//! The request/response seam between index administration and the wire.
//!
//! Every administrative call goes through [`Transport::execute`], which sends
//! one request and hands back the raw status and decoded body. Non-2xx
//! statuses are *not* errors at this layer. Each operation decides what a
//! 404 or a 400 means for it (`exists` vs `delete` vs `delete_mapping`).
//!
//! # Submodules
//! - [`builder`]: [`HttpTransport`] construction and configuration
//! - `http`: the reqwest-backed [`HttpTransport`]
//! - `retry`: bounded retry of throttled/unavailable responses
//!
//! # Invariants
//! - Connection failures surface as [`ClientError::Network`], deadlines as
//!   [`ClientError::Timeout`]; neither is wrapped further.
//! - A response body that is not JSON is returned as a JSON string value.

pub mod builder;
mod http;
mod retry;

use std::fmt;
use std::future::Future;
use std::sync::Arc;

use serde_json::Value;

use crate::error::{ClientError, Result};

pub use http::HttpTransport;

/// HTTP methods used by the administrative API.
#[derive(Debug, Clone, Copy, PartialEq, Eq, Hash)]
pub enum Method {
    Get,
    Put,
    Post,
    Delete,
    Head,
}

impl Method {
    pub const fn as_str(self) -> &'static str {
        match self {
            Method::Get => "GET",
            Method::Put => "PUT",
            Method::Post => "POST",
            Method::Delete => "DELETE",
            Method::Head => "HEAD",
        }
    }
}

impl fmt::Display for Method {
    fn fmt(&self, f: &mut fmt::Formatter<'_>) -> fmt::Result {
        f.write_str(self.as_str())
    }
}

impl From<Method> for reqwest::Method {
    fn from(method: Method) -> Self {
        match method {
            Method::Get => reqwest::Method::GET,
            Method::Put => reqwest::Method::PUT,
            Method::Post => reqwest::Method::POST,
            Method::Delete => reqwest::Method::DELETE,
            Method::Head => reqwest::Method::HEAD,
        }
    }
}

/// Raw outcome of one request.
#[derive(Debug, Clone, PartialEq)]
pub struct TransportResponse {
    pub status: u16,
    pub body: Option<Value>,
}

impl TransportResponse {
    pub fn new(status: u16, body: Option<Value>) -> Self {
        Self { status, body }
    }

    pub fn is_success(&self) -> bool {
        (200..300).contains(&self.status)
    }

    /// Take the body, failing with `MalformedResponse` when there is none.
    pub fn into_body(self, path: &str) -> Result<Value> {
        self.body.ok_or_else(|| {
            ClientError::MalformedResponse(format!("empty response body from {}", path))
        })
    }
}

/// A handle capable of executing administrative requests.
///
/// Implementations must be safe to share; [`crate::IndexAdmin`] holds no
/// locks of its own.
pub trait Transport: Send + Sync {
    /// Send one request and return the status and decoded body.
    ///
    /// `path` always starts with `/` and is already percent-encoded.
    fn execute(
        &self,
        method: Method,
        path: &str,
        body: Option<&Value>,
        params: &[(String, String)],
    ) -> impl Future<Output = Result<TransportResponse>> + Send;
}

impl<T: Transport> Transport for &T {
    fn execute(
        &self,
        method: Method,
        path: &str,
        body: Option<&Value>,
        params: &[(String, String)],
    ) -> impl Future<Output = Result<TransportResponse>> + Send {
        (**self).execute(method, path, body, params)
    }
}

impl<T: Transport> Transport for Arc<T> {
    fn execute(
        &self,
        method: Method,
        path: &str,
        body: Option<&Value>,
        params: &[(String, String)],
    ) -> impl Future<Output = Result<TransportResponse>> + Send {
        (**self).execute(method, path, body, params)
    }
}
//! Text analysis requests and their token stream.

use serde::{Deserialize, Serialize};
use serde_json::Value;

use crate::error::{ClientError, Result};

/// Options for an analyze call.
///
/// By default the request is bound to the index, so index-defined analyzers
/// are available. [`AnalyzeOptions::unbound`] targets the cluster-wide
/// `/_analyze` endpoint instead, which works even when the index does not
/// exist.
#[derive(Debug, Clone, PartialEq, Eq)]
pub struct AnalyzeOptions {
    pub analyzer: Option<String>,
    pub tokenizer: Option<String>,
    /// Comma-separated token filters, used with `tokenizer`.
    pub filters: Option<String>,
    /// Analyze with the analyzer mapped for this field.
    pub field: Option<String>,
    pub bind_to_index: bool,
}

impl Default for AnalyzeOptions {
    fn default() -> Self {
        Self {
            analyzer: None,
            tokenizer: None,
            filters: None,
            field: None,
            bind_to_index: true,
        }
    }
}

impl AnalyzeOptions {
    pub fn new() -> Self {
        Self::default()
    }

    pub fn with_analyzer(mut self, analyzer: impl Into<String>) -> Self {
        self.analyzer = Some(analyzer.into());
        self
    }

    pub fn with_tokenizer(mut self, tokenizer: impl Into<String>) -> Self {
        self.tokenizer = Some(tokenizer.into());
        self
    }

    pub fn with_filters(mut self, filters: impl Into<String>) -> Self {
        self.filters = Some(filters.into());
        self
    }

    pub fn with_field(mut self, field: impl Into<String>) -> Self {
        self.field = Some(field.into());
        self
    }

    pub fn unbound(mut self) -> Self {
        self.bind_to_index = false;
        self
    }

    /// Query parameters for analyzing `text`.
    pub(crate) fn to_params(&self, text: &str) -> Vec<(String, String)> {
        let mut params = vec![("text".to_string(), text.to_string())];
        let optional = [
            ("analyzer", &self.analyzer),
            ("tokenizer", &self.tokenizer),
            ("filters", &self.filters),
            ("field", &self.field),
        ];
        for (key, value) in optional {
            if let Some(value) = value {
                params.push((key.to_string(), value.clone()));
            }
        }
        params
    }
}

/// One token emitted by an analyzer.
#[derive(Debug, Clone, PartialEq, Eq, Serialize, Deserialize)]
pub struct AnalyzeToken {
    pub token: String,
    #[serde(default, deserialize_with = "crate::serde_helpers::u64_from_string_or_number")]
    pub start_offset: u64,
    #[serde(default, deserialize_with = "crate::serde_helpers::u64_from_string_or_number")]
    pub end_offset: u64,
    #[serde(rename = "type", default)]
    pub token_type: String,
    #[serde(default, deserialize_with = "crate::serde_helpers::u64_from_string_or_number")]
    pub position: u64,
}

#[derive(Deserialize)]
struct TokensBody {
    tokens: Vec<AnalyzeToken>,
}

/// The tokens of one analysis, in emission order.
///
/// This is a one-shot iterator: once consumed it cannot be replayed. Run the
/// analysis again to get a fresh sequence.
#[derive(Debug)]
pub struct AnalyzedTokens {
    tokens: std::vec::IntoIter<AnalyzeToken>,
}

impl AnalyzedTokens {
    pub(crate) fn from_response(body: Value) -> Result<Self> {
        let parsed: TokensBody = serde_json::from_value(body)
            .map_err(|e| ClientError::MalformedResponse(format!("analyze response: {}", e)))?;
        Ok(Self {
            tokens: parsed.tokens.into_iter(),
        })
    }

    /// Consume the sequence, keeping only the token text.
    pub fn into_terms(self) -> Vec<String> {
        self.map(|t| t.token).collect()
    }
}

impl Iterator for AnalyzedTokens {
    type Item = AnalyzeToken;

    fn next(&mut self) -> Option<Self::Item> {
        self.tokens.next()
    }

    fn size_hint(&self) -> (usize, Option<usize>) {
        self.tokens.size_hint()
    }
}

impl ExactSizeIterator for AnalyzedTokens {}

#[cfg(test)]
mod tests {
    use super::*;
    use serde_json::json;

    #[test]
    fn test_params_include_only_set_options() {
        let params = AnalyzeOptions::new()
            .with_analyzer("simple")
            .to_params("Just a few words");
        assert_eq!(
            params,
            vec![
                ("text".to_string(), "Just a few words".to_string()),
                ("analyzer".to_string(), "simple".to_string()),
            ]
        );
    }

    #[test]
    fn test_default_is_bound() {
        assert!(AnalyzeOptions::default().bind_to_index);
        assert!(!AnalyzeOptions::new().unbound().bind_to_index);
    }

    #[test]
    fn test_tokens_in_order() {
        let body = json!({"tokens": [
            {"token": "just", "start_offset": 0, "end_offset": 4, "type": "word", "position": 1},
            {"token": "a", "start_offset": 5, "end_offset": 6, "type": "word", "position": 2}
        ]});
        let mut tokens = AnalyzedTokens::from_response(body).unwrap();
        assert_eq!(tokens.len(), 2);
        let first = tokens.next().unwrap();
        assert_eq!(first.token, "just");
        assert_eq!(first.token_type, "word");
        assert_eq!(tokens.into_terms(), vec!["a"]);
    }

    #[test]
    fn test_missing_tokens_is_malformed() {
        assert!(matches!(
            AnalyzedTokens::from_response(json!({"detail": {}})),
            Err(ClientError::MalformedResponse(_))
        ));
    }
}
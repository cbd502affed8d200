//! Document-type mappings.

use std::collections::BTreeMap;

use serde_json::{Map, Value};
use tracing::debug;

use super::IndexAdmin;
use crate::ack::synthesized_ack;
use crate::error::{ClientError, Result};
use crate::failure::{FailureKind, ServerFailure};
use crate::models::{AckResponse, MappingSet};
use crate::normalize::mappings_by_index;
use crate::transport::{Method, Transport};
use crate::url_encoding::encode_path_segment;

impl<T: Transport> IndexAdmin<T> {
    /// Mappings keyed by index name, optionally limited to one type.
    ///
    /// An index with no mappings may be reported as an empty map or as an
    /// index entry with an empty [`MappingSet`], depending on the server.
    /// A type the index does not have yields the latter; a missing index is
    /// [`ClientError::NotFound`].
    pub async fn mapping(&self, doc_type: Option<&str>) -> Result<BTreeMap<String, MappingSet>> {
        let path = match doc_type {
            Some(t) => self.path(&format!("/_mapping/{}", encode_path_segment(t))),
            None => self.path("/_mapping"),
        };
        let response = self.send(Method::Get, &path, None, &[]).await?;
        if response.is_success() {
            return mappings_by_index(&response.into_body(&path)?);
        }

        let failure = ServerFailure::from_response(&path, &response);
        match failure.kind() {
            FailureKind::TypeMissing => {
                debug!(index = %self.name, doc_type, "Type has no mapping");
                Ok(BTreeMap::from([(self.name.to_string(), MappingSet::default())]))
            }
            _ => Err(self.classify(failure)),
        }
    }

    /// Add or change properties of a type.
    ///
    /// The server merges: properties already mapped on the type are kept.
    /// `body` may be the type mapping itself or wrapped as `{type: {...}}`;
    /// it is sent wrapped. A body whose only key is the type name is taken
    /// as already wrapped, so a type named like a mapping key (`properties`,
    /// `_source`, `dynamic`) must be passed in the wrapped form.
    pub async fn update_mapping(&self, doc_type: &str, body: &Value) -> Result<AckResponse> {
        let doc_type = non_empty_type(doc_type)?;
        let wrapped = wrap_type(doc_type, body)?;
        let path = self.path(&format!("/_mapping/{}", encode_path_segment(doc_type)));
        let response = self.request(Method::Put, &path, Some(&wrapped)).await?;
        self.acknowledged("update_mapping", response)
    }

    /// Remove a type mapping.
    ///
    /// Idempotent: if the type is already absent, an acknowledged result is
    /// returned. A missing *index* is still [`ClientError::NotFound`].
    pub async fn delete_mapping(&self, doc_type: &str) -> Result<AckResponse> {
        let doc_type = non_empty_type(doc_type)?;
        let path = self.path(&format!("/_mapping/{}", encode_path_segment(doc_type)));
        let response = self.send(Method::Delete, &path, None, &[]).await?;
        if response.is_success() {
            return match response.body {
                Some(body) => self.acknowledged("delete_mapping", body),
                None => Ok(synthesized_ack()),
            };
        }

        let failure = ServerFailure::from_response(&path, &response);
        match failure.kind() {
            FailureKind::IndexMissing => Err(ClientError::NotFound(self.name.to_string())),
            kind if kind == FailureKind::TypeMissing || failure.status == 404 => {
                debug!(index = %self.name, doc_type, "Mapping already absent");
                Ok(synthesized_ack())
            }
            _ => Err(self.classify(failure)),
        }
    }
}

fn non_empty_type(doc_type: &str) -> Result<&str> {
    if doc_type.trim().is_empty() {
        return Err(ClientError::InvalidArgument(
            "document type must not be empty".to_string(),
        ));
    }
    Ok(doc_type)
}

/// `{doc_type: body}` unless `body` is already exactly that.
///
/// A single-key object keyed by `doc_type` is always read as wrapped; for
/// `doc_type = "properties"` the bare `{"properties": {...}}` is ambiguous
/// and goes out as given.
fn wrap_type(doc_type: &str, body: &Value) -> Result<Value> {
    let Some(map) = body.as_object() else {
        return Err(ClientError::InvalidArgument(
            "mapping body must be a JSON object".to_string(),
        ));
    };
    if map.len() == 1 && map.get(doc_type).is_some_and(Value::is_object) {
        return Ok(body.clone());
    }
    let mut wrapped = Map::new();
    wrapped.insert(doc_type.to_string(), body.clone());
    Ok(Value::Object(wrapped))
}
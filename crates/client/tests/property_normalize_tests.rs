//! Property tests for settings normalization.
//!
//! Any settings document, encoded flat or nested, must answer every dotted
//! lookup identically.

use esadmin_client::normalize::{lookup, nest};
use proptest::prelude::*;
use serde_json::{Map, Value};

fn segment() -> impl Strategy<Value = String> {
    "[a-z][a-z_]{0,8}"
}

fn setting_value() -> impl Strategy<Value = Value> {
    prop_oneof![
        "[a-z0-9]{1,6}".prop_map(Value::String),
        (0u32..100).prop_map(|n| Value::String(n.to_string())),
    ]
}

/// Dotted paths where no path is a prefix of another.
fn flat_settings() -> impl Strategy<Value = Vec<(String, Value)>> {
    prop::collection::btree_map(
        prop::collection::vec(segment(), 1..4).prop_map(|parts| parts.join(".")),
        setting_value(),
        1..8,
    )
    .prop_map(|map| {
        let keys: Vec<String> = map.keys().cloned().collect();
        map.into_iter()
            .filter(|(k, _)| {
                !keys
                    .iter()
                    .any(|other| other != k && other.starts_with(&format!("{}.", k)))
            })
            .map(|(k, v)| (format!("index.{}", k), v))
            .collect()
    })
}

proptest! {
    #[test]
    fn flat_and_nested_lookups_agree(entries in flat_settings()) {
        let flat: Map<String, Value> = entries.iter().cloned().collect();
        let flat = Value::Object(flat);
        let nested = nest(&flat);

        for (path, expected) in &entries {
            prop_assert_eq!(lookup(&flat, path), Some(expected));
            prop_assert_eq!(lookup(&nested, path), Some(expected));
        }
    }

    #[test]
    fn nest_is_idempotent(entries in flat_settings()) {
        let flat = Value::Object(entries.into_iter().collect());
        let once = nest(&flat);
        prop_assert_eq!(nest(&once), once.clone());
    }
}
//! Alias commands.
//!
//! Reads go through the index; changes go through the cluster-level
//! `/_aliases` endpoint so each one is applied atomically.

use anyhow::Result;
use esadmin_client::AliasAction;
use tracing::info;

use super::CommandContext;

pub async fn show(ctx: &CommandContext) -> Result<()> {
    let aliases = ctx.index_admin()?.get_aliases().await?;
    ctx.output.json(&aliases)
}

pub async fn add(ctx: &CommandContext, alias: &str) -> Result<()> {
    let index = ctx.index_admin()?;
    info!(index = %index.name(), alias, "Adding alias");
    let actions = [AliasAction::add(index.name().as_str(), alias)];
    let ack = ctx.cluster().update_aliases(&actions).await?;
    ctx.output.json(&ack.raw)
}

pub async fn remove(ctx: &CommandContext, alias: &str) -> Result<()> {
    let index = ctx.index_admin()?;
    info!(index = %index.name(), alias, "Removing alias");
    let actions = [AliasAction::remove(index.name().as_str(), alias)];
    let ack = ctx.cluster().update_aliases(&actions).await?;
    ctx.output.json(&ack.raw)
}
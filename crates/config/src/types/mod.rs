//! Configuration types.

mod auth;
mod connection;

pub use auth::{AuthConfig, AuthStrategy};
pub use connection::{Config, ConnectionConfig};
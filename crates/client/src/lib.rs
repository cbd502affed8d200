//! Index administration client for a search engine's HTTP API.
//!
//! The core is [`IndexAdmin`], which manages one named index through an
//! injected [`Transport`]. Responses that differ between server releases
//! (flat vs nested settings, wrapped vs bare mappings, `_all`-nested stats)
//! are normalized by [`normalize`], and write results are judged by
//! [`ack`]. [`HttpTransport`] is the reqwest-backed transport.

pub mod ack;
pub mod capabilities;
pub mod cluster;
pub mod error;
pub mod failure;
mod index;
pub mod metrics;
pub mod metrics_exporter;
pub mod models;
pub mod normalize;
mod serde_helpers;
pub mod tracing;
pub mod transport;
pub mod url_encoding;

#[cfg(any(test, feature = "test-utils"))]
pub mod testing;

pub use ack::{Acknowledged, Verdict};
pub use capabilities::{ServerVersion, is_major_version, supports_gateway_snapshots};
pub use cluster::{AliasAction, ClusterAdmin};
pub use error::{ClientError, Result};
pub use index::{IndexAdmin, IndexName};
pub use metrics::{ErrorCategory, MetricsCollector};
pub use models::{
    AckResponse, AliasSet, AnalyzeOptions, AnalyzeToken, AnalyzedTokens, IndexAliases,
    IndexDefinition, IndexDiagnostics, IndexSettings, MappingSet, ShardReport, ShardsResponse,
};
pub use normalize::{Located, SettingsShape};
pub use transport::builder::HttpTransportBuilder;
pub use transport::{HttpTransport, Method, Transport, TransportResponse};
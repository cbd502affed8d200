//! Index lifecycle commands: exists, create, delete, open, close.

use anyhow::Result;
use esadmin_client::IndexDefinition;
use tracing::info;

use super::{CommandContext, parse_object};

pub async fn exists(ctx: &CommandContext) -> Result<()> {
    let index = ctx.index_admin()?;
    let exists = index.exists().await?;
    ctx.output.json(&exists)
}

pub async fn create(
    ctx: &CommandContext,
    shards: Option<u32>,
    replicas: Option<u32>,
    settings: Option<&str>,
    mappings: Option<&str>,
) -> Result<()> {
    let index = ctx.index_admin()?;
    let definition = definition(shards, replicas, settings, mappings)?;
    info!(index = %index.name(), with_body = definition.is_some(), "Creating index");
    let ack = index.create(definition.as_ref()).await?;
    ctx.output.json(&ack.raw)
}

pub async fn delete(ctx: &CommandContext) -> Result<()> {
    let index = ctx.index_admin()?;
    info!(index = %index.name(), "Deleting index");
    let ack = index.delete().await?;
    ctx.output.json(&ack.raw)
}

pub async fn open(ctx: &CommandContext) -> Result<()> {
    let ack = ctx.index_admin()?.open().await?;
    ctx.output.json(&ack.raw)
}

pub async fn close(ctx: &CommandContext) -> Result<()> {
    let ack = ctx.index_admin()?.close().await?;
    ctx.output.json(&ack.raw)
}

/// The create body, or `None` when no flag asks for one so the server
/// applies its defaults.
fn definition(
    shards: Option<u32>,
    replicas: Option<u32>,
    settings: Option<&str>,
    mappings: Option<&str>,
) -> Result<Option<IndexDefinition>> {
    if shards.is_none() && replicas.is_none() && settings.is_none() && mappings.is_none() {
        return Ok(None);
    }

    let mut definition = IndexDefinition::new();
    if let Some(raw) = settings {
        definition = definition.with_settings(parse_object("--settings", raw)?);
    }
    if let Some(shards) = shards {
        definition = definition.number_of_shards(shards);
    }
    if let Some(replicas) = replicas {
        definition = definition.number_of_replicas(replicas);
    }
    if let Some(raw) = mappings {
        for (doc_type, mapping) in parse_object("--mappings", raw)? {
            definition = definition.with_mapping(doc_type, mapping);
        }
    }
    Ok(Some(definition))
}

#[cfg(test)]
mod tests {
    use super::*;
    use serde_json::json;

    #[test]
    fn test_no_flags_means_no_body() {
        assert!(definition(None, None, None, None).unwrap().is_none());
    }

    #[test]
    fn test_shard_flags_override_settings_json() {
        let definition = definition(
            Some(3),
            Some(0),
            Some(r#"{"number_of_shards": 1, "index.refresh_interval": "1s"}"#),
            None,
        )
        .unwrap()
        .unwrap();
        let body = definition.to_body();
        assert_eq!(body["settings"]["number_of_shards"], json!(3));
        assert_eq!(body["settings"]["number_of_replicas"], json!(0));
        assert_eq!(body["settings"]["index.refresh_interval"], json!("1s"));
    }

    #[test]
    fn test_mappings_keyed_by_type() {
        let definition = definition(
            None,
            None,
            None,
            Some(r#"{"doc": {"properties": {"title": {"type": "string"}}}}"#),
        )
        .unwrap()
        .unwrap();
        assert!(definition.mappings().contains_key("doc"));
    }

    #[test]
    fn test_bad_settings_json_is_rejected() {
        assert!(definition(None, None, Some("nope"), None).is_err());
    }
}
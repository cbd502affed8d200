//! Per-index administration.
//!
//! [`IndexAdmin`] is the administrative surface for one named index. Every
//! method issues exactly one request through the injected [`Transport`] and
//! turns the response into a typed result.
//!
//! # Submodules
//! - `lifecycle`: exists, create, delete, open, close
//! - `settings`: settings read and update
//! - `mappings`: mapping read, update and delete
//! - `aliases`: alias listing
//! - `analyze`: text analysis
//! - `operations`: refresh, flush, optimize, cache clear, snapshot and the
//!   stats/status/segments diagnostics
//!
//! # What this module does NOT handle:
//! - Retrying (the transport retries throttled responses; the caller owns
//!   any other policy)
//! - Waiting for writes to become visible. A read right after an
//!   acknowledged write may still observe the old state.
//! - Alias mutation (see [`crate::ClusterAdmin`])
//!
//! # Invariants
//! - The index name is validated at construction, before any request.
//! - No state is cached; every accessor reads from the server.
//! - Partial shard failures are returned as data and logged at `warn`.

mod aliases;
mod analyze;
mod lifecycle;
mod mappings;
mod operations;
mod settings;

use std::fmt;

use serde_json::Value;
use tracing::{debug, warn};

use crate::ack::{Acknowledged, Verdict};
use crate::error::{ClientError, Result};
use crate::failure::{FailureKind, ServerFailure};
use crate::metrics::MetricsCollector;
use crate::models::{AckResponse, ShardsResponse};
use crate::transport::{Method, Transport, TransportResponse};
use crate::url_encoding::encode_path_segment;

/// A validated, non-empty index name.
#[derive(Debug, Clone, PartialEq, Eq, Hash)]
pub struct IndexName(String);

impl IndexName {
    /// # Errors
    /// [`ClientError::InvalidArgument`] when the name is empty or only
    /// whitespace.
    pub fn new(name: impl Into<String>) -> Result<Self> {
        let name = name.into();
        if name.trim().is_empty() {
            return Err(ClientError::InvalidArgument(
                "index name must not be empty".to_string(),
            ));
        }
        Ok(Self(name))
    }

    pub fn as_str(&self) -> &str {
        &self.0
    }
}

impl fmt::Display for IndexName {
    fn fmt(&self, f: &mut fmt::Formatter<'_>) -> fmt::Result {
        f.write_str(&self.0)
    }
}

impl AsRef<str> for IndexName {
    fn as_ref(&self) -> &str {
        &self.0
    }
}

/// Administrative operations on one index.
///
/// ```rust,ignore
/// use esadmin_client::{HttpTransport, IndexAdmin};
///
/// let transport = HttpTransport::builder()
///     .base_url("http://localhost:9200".to_string())
///     .build()?;
/// let index = IndexAdmin::new("articles", &transport)?;
///
/// if !index.exists().await? {
///     index.create(None).await?;
/// }
/// ```
#[derive(Debug, Clone)]
pub struct IndexAdmin<T> {
    name: IndexName,
    /// Percent-encoded form of `name`, used in every path.
    segment: String,
    transport: T,
    metrics: Option<MetricsCollector>,
}

impl<T: Transport> IndexAdmin<T> {
    /// # Errors
    /// [`ClientError::InvalidArgument`] for an empty name. No request is made.
    pub fn new(name: impl Into<String>, transport: T) -> Result<Self> {
        let name = IndexName::new(name)?;
        Ok(Self::with_name(name, transport))
    }

    pub fn with_name(name: IndexName, transport: T) -> Self {
        let segment = encode_path_segment(name.as_str());
        Self {
            name,
            segment,
            transport,
            metrics: None,
        }
    }

    /// Count partial shard failures in the given collector.
    pub fn with_metrics(mut self, metrics: MetricsCollector) -> Self {
        self.metrics = Some(metrics);
        self
    }

    pub fn name(&self) -> &IndexName {
        &self.name
    }

    pub fn transport(&self) -> &T {
        &self.transport
    }

    /// `/{index}` followed by `suffix` (which starts with `/` or is empty).
    fn path(&self, suffix: &str) -> String {
        format!("/{}{}", self.segment, suffix)
    }

    async fn send(
        &self,
        method: Method,
        path: &str,
        body: Option<&Value>,
        params: &[(String, String)],
    ) -> Result<TransportResponse> {
        debug!(index = %self.name, %method, path, "Sending index request");
        let response = self.transport.execute(method, path, body, params).await?;
        debug!(index = %self.name, %method, path, status = response.status, "Index request completed");
        Ok(response)
    }

    /// Send, map a non-2xx status through [`Self::classify`], and return the
    /// body.
    async fn request(&self, method: Method, path: &str, body: Option<&Value>) -> Result<Value> {
        let response = self.send(method, path, body, &[]).await?;
        if !response.is_success() {
            return Err(self.classify(ServerFailure::from_response(path, &response)));
        }
        response.into_body(path)
    }

    /// The error for a failure that no operation-specific rule claimed.
    fn classify(&self, failure: ServerFailure) -> ClientError {
        match failure.kind() {
            FailureKind::AlreadyExists => ClientError::AlreadyExists(self.name.to_string()),
            FailureKind::IndexMissing => ClientError::NotFound(self.name.to_string()),
            FailureKind::NoHandler => ClientError::Unsupported(format!(
                "{} is not available on this server: {}",
                failure.path, failure.message
            )),
            _ if failure.status == 404 => ClientError::NotFound(self.name.to_string()),
            _ => failure.into_error(),
        }
    }

    fn acknowledged(&self, operation: &'static str, body: Value) -> Result<AckResponse> {
        let ack = crate::ack::acknowledgment(body)?;
        if ack.verdict() == Verdict::NotAcknowledged {
            warn!(
                index = %self.name,
                operation,
                "Write was accepted but not acknowledged by all nodes"
            );
        }
        Ok(ack)
    }

    fn shard_outcome(&self, operation: &'static str, body: Value) -> Result<ShardsResponse> {
        let outcome = crate::ack::shard_outcome(body)?;
        if let Verdict::PartialFailure { failed } = outcome.verdict() {
            warn!(
                index = %self.name,
                operation,
                failed,
                total = outcome.shards.total,
                "Operation failed on some shards"
            );
            if let Some(metrics) = &self.metrics {
                metrics.record_shard_failures(operation, failed);
            }
        }
        Ok(outcome)
    }
}
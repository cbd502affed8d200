//! Centralized constants for the esadmin workspace.
//!
//! Default values used across crates live here to avoid magic number
//! duplication.

// =============================================================================
// Connection & Timeout Defaults
// =============================================================================

/// Default HTTP request timeout in seconds.
pub const DEFAULT_TIMEOUT_SECS: u64 = 30;

/// Maximum allowed request timeout in seconds (1 hour).
pub const MAX_TIMEOUT_SECS: u64 = 3600;

/// Default HTTP port of the cluster's REST API.
pub const DEFAULT_HTTP_PORT: u16 = 9200;

/// Default base URL used when nothing else is configured.
pub const DEFAULT_BASE_URL: &str = "http://localhost:9200";

/// Default maximum number of HTTP redirects to follow.
pub const DEFAULT_MAX_REDIRECTS: usize = 5;

/// Default maximum number of retries for throttled or unavailable responses.
pub const DEFAULT_MAX_RETRIES: usize = 3;

/// Upper bound accepted for `ESADMIN_MAX_RETRIES`.
pub const MAX_MAX_RETRIES: usize = 10;

// =============================================================================
// Environment Variable Names
// =============================================================================

pub const ENV_BASE_URL: &str = "ESADMIN_BASE_URL";
pub const ENV_USERNAME: &str = "ESADMIN_USERNAME";
pub const ENV_PASSWORD: &str = "ESADMIN_PASSWORD";
pub const ENV_API_KEY: &str = "ESADMIN_API_KEY";
pub const ENV_TIMEOUT: &str = "ESADMIN_TIMEOUT";
pub const ENV_MAX_RETRIES: &str = "ESADMIN_MAX_RETRIES";
pub const ENV_SKIP_VERIFY: &str = "ESADMIN_SKIP_VERIFY";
......
◆ Instructions for the task
Give again, exactly as written, every line from the first one above through the line that has "decides what a" in it.

◆ Written response
//! The request/response seam between index administration and the wire.
//!
//! Every administrative call goes through [`Transport::execute`], which sends
//! one request and hands back the raw status and decoded body. Non-2xx
//! statuses are *not* errors at this layer. Each operation decides what a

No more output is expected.